» Given records:
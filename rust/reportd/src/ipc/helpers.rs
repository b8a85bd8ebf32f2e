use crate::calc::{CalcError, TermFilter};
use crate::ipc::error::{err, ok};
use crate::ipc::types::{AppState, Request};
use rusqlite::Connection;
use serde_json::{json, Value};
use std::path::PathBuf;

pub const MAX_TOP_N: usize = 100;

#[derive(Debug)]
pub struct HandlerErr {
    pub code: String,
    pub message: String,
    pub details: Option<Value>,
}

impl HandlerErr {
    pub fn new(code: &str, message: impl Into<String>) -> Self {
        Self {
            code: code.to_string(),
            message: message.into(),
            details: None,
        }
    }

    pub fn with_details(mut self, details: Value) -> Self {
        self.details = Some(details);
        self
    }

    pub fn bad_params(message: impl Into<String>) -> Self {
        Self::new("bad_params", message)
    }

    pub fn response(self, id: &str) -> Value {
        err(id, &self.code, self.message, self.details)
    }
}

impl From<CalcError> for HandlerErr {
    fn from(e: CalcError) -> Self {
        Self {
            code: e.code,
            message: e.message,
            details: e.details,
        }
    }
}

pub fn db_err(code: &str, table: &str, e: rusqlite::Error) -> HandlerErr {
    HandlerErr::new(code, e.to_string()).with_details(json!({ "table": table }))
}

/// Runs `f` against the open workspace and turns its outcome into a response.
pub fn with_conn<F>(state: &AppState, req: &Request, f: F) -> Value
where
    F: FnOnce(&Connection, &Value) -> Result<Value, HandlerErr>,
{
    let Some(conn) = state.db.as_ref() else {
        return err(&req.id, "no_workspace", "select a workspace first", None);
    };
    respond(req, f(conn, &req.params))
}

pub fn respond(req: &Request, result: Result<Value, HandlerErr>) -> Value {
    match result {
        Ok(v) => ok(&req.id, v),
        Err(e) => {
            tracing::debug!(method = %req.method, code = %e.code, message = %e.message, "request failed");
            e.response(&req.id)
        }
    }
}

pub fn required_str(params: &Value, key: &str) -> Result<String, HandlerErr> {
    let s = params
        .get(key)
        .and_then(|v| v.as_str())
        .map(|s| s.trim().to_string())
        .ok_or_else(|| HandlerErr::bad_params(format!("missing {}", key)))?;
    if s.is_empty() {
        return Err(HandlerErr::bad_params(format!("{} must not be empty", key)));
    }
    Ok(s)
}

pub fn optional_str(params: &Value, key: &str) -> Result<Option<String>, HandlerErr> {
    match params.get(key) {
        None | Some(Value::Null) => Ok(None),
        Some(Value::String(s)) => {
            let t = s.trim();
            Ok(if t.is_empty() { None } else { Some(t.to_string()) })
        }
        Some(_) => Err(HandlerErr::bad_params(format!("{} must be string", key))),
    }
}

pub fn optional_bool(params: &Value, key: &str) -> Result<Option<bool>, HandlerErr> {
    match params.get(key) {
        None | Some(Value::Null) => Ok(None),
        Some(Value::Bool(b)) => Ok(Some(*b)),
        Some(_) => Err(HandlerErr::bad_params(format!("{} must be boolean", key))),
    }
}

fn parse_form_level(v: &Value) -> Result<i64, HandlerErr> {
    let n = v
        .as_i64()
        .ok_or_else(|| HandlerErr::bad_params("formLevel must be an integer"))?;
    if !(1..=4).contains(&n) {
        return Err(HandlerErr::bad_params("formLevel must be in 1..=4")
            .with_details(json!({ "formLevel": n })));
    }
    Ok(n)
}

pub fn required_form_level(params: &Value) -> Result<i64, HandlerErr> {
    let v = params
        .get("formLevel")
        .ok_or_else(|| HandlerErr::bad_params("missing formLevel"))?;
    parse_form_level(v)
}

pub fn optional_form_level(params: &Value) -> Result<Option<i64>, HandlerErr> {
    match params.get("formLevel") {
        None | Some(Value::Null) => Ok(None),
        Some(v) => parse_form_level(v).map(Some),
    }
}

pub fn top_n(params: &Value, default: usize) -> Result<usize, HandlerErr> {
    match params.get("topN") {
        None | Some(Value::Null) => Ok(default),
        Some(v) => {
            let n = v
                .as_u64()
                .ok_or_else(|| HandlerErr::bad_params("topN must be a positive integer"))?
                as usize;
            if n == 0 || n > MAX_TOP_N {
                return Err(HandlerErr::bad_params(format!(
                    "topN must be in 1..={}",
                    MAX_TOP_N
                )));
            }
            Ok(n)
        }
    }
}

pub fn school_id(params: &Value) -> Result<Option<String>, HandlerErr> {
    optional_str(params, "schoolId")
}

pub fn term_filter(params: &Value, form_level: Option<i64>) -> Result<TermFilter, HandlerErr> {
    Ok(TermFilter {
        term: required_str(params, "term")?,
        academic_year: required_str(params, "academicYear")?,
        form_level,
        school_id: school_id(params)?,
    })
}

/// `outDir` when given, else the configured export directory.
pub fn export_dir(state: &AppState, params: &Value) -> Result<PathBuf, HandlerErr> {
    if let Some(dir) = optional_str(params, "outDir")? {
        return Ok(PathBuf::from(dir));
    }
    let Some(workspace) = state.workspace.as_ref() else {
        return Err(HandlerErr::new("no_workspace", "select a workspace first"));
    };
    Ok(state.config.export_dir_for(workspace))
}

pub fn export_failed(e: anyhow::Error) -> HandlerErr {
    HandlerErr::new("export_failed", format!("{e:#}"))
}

» Task description:
Show the lines of the entries that include the string "topN", copying each in full.

» Answer section:
    match params.get("topN") {
                .ok_or_else(|| HandlerErr::bad_params("topN must be a positive integer"))?
                    "topN must be in 1..={}",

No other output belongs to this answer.